[Collected data entries]

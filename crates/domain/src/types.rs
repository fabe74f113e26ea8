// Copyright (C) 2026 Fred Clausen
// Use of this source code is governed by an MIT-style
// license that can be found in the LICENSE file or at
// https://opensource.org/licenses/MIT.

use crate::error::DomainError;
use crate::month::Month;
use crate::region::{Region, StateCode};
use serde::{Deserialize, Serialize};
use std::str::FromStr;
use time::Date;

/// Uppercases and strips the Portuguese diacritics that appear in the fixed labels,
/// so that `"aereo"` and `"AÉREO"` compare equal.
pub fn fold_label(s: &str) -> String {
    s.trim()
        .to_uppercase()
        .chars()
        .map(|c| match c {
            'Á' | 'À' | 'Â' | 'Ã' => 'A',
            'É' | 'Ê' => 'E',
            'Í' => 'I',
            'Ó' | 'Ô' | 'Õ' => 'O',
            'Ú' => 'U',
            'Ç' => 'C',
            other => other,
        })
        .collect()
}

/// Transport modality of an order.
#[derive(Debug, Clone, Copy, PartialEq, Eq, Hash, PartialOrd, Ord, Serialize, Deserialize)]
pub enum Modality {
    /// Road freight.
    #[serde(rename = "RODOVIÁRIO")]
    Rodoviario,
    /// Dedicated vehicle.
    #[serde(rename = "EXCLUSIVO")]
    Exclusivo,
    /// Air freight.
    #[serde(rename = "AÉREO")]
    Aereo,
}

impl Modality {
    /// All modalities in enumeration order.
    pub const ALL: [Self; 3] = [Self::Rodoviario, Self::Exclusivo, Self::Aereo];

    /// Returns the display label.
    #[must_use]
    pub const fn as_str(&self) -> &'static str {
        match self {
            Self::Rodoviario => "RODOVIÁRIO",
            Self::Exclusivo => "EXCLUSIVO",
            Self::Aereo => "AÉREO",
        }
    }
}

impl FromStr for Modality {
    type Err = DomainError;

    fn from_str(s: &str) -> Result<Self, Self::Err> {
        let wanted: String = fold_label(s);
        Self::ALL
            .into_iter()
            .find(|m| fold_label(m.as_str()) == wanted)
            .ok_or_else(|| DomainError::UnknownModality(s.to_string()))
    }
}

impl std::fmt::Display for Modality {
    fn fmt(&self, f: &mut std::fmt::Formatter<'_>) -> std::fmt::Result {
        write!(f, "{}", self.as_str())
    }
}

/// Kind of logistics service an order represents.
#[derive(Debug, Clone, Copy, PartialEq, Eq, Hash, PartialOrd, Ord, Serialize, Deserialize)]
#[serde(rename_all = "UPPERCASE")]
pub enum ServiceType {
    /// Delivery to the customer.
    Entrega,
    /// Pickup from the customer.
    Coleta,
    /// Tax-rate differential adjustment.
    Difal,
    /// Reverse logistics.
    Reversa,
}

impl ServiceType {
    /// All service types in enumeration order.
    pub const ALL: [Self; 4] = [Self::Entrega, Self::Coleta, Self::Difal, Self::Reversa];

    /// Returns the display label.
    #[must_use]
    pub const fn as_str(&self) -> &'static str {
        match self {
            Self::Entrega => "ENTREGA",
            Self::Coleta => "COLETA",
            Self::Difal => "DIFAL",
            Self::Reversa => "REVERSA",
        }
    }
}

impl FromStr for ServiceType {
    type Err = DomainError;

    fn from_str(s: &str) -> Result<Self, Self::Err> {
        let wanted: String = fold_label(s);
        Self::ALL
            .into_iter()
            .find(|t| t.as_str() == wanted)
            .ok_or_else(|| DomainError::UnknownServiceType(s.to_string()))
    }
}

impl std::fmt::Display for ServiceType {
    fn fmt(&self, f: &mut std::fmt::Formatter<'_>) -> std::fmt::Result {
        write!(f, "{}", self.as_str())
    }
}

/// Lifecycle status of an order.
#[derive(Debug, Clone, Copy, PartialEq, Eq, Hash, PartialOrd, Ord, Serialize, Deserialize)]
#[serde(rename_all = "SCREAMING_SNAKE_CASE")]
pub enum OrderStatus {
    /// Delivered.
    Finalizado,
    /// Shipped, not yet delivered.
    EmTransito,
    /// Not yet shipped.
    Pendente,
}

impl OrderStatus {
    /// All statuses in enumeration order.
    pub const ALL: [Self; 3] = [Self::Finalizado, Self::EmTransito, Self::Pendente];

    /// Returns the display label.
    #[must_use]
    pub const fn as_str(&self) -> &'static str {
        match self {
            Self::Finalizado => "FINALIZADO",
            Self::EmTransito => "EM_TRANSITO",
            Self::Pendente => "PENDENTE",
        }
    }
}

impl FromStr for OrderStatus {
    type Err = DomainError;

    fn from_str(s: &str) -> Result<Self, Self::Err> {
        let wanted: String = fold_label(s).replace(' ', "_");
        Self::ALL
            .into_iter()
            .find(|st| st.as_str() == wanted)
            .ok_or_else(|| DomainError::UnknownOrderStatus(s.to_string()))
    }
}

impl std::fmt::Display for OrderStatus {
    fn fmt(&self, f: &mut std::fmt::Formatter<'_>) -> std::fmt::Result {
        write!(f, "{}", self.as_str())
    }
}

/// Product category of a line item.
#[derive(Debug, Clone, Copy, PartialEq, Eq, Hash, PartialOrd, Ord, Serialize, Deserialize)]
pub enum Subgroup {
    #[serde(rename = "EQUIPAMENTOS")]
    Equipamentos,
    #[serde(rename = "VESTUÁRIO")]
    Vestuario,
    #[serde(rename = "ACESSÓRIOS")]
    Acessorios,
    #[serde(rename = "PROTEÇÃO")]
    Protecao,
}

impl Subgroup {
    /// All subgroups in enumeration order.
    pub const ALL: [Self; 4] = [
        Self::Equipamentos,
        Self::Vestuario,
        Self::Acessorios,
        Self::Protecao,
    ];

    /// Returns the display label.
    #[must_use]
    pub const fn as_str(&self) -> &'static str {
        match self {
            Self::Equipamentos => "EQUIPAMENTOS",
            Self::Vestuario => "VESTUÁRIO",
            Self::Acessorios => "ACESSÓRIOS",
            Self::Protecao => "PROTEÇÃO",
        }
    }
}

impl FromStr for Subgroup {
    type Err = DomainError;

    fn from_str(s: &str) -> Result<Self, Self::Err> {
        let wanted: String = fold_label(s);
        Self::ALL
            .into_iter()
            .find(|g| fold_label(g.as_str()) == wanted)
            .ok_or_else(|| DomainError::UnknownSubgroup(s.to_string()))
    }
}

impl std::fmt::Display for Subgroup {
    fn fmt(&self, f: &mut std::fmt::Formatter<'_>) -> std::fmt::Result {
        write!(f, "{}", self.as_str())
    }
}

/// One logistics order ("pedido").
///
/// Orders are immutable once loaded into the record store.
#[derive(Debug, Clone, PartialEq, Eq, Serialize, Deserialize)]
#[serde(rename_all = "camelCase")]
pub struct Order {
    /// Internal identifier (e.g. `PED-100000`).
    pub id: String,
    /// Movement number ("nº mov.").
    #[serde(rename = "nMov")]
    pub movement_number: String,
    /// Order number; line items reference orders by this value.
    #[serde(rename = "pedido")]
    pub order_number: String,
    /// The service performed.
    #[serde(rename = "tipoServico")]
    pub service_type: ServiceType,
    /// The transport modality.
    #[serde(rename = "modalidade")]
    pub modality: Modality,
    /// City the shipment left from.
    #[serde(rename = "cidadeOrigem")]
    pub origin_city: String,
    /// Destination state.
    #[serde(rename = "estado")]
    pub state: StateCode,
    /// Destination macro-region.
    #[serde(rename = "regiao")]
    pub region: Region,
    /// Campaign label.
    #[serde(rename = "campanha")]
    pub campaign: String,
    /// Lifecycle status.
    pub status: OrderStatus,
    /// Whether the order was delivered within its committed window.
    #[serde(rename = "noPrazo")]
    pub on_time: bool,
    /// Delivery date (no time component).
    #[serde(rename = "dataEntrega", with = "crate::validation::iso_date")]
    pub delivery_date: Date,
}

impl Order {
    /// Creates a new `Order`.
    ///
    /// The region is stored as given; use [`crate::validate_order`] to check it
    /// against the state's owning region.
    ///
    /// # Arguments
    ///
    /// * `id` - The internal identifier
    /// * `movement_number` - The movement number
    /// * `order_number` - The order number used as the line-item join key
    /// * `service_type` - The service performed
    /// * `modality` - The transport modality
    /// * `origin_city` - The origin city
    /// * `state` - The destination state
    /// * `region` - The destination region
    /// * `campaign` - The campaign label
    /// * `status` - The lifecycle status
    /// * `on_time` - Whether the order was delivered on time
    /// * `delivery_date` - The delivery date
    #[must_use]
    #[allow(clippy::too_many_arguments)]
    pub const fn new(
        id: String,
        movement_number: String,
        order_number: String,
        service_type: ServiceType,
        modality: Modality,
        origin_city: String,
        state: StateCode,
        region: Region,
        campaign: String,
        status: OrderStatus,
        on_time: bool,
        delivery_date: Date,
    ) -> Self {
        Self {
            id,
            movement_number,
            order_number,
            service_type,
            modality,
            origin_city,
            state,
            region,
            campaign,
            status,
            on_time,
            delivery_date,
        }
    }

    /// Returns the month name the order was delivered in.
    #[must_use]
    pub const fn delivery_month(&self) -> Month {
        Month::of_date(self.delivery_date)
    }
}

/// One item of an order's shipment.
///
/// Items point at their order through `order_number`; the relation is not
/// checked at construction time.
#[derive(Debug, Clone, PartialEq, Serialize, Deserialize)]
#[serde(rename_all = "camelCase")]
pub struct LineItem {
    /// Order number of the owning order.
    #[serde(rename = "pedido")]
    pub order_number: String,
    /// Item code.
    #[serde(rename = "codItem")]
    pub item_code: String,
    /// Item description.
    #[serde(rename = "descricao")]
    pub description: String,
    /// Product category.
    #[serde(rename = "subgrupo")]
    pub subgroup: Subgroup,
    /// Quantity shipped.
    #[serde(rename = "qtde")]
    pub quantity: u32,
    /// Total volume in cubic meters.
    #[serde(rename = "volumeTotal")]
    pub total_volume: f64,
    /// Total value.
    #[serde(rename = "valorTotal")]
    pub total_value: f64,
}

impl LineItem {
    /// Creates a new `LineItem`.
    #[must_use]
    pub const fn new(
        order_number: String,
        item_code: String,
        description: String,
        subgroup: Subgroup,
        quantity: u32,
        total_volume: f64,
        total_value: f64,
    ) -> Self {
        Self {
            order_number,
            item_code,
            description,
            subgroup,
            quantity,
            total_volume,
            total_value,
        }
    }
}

Assigned task:
Go through the data above and copy each line in which "Rodoviario" appears.

Output for this exercise:
    Rodoviario,
    pub const ALL: [Self; 3] = [Self::Rodoviario, Self::Exclusivo, Self::Aereo];
            Self::Rodoviario => "RODOVIÁRIO",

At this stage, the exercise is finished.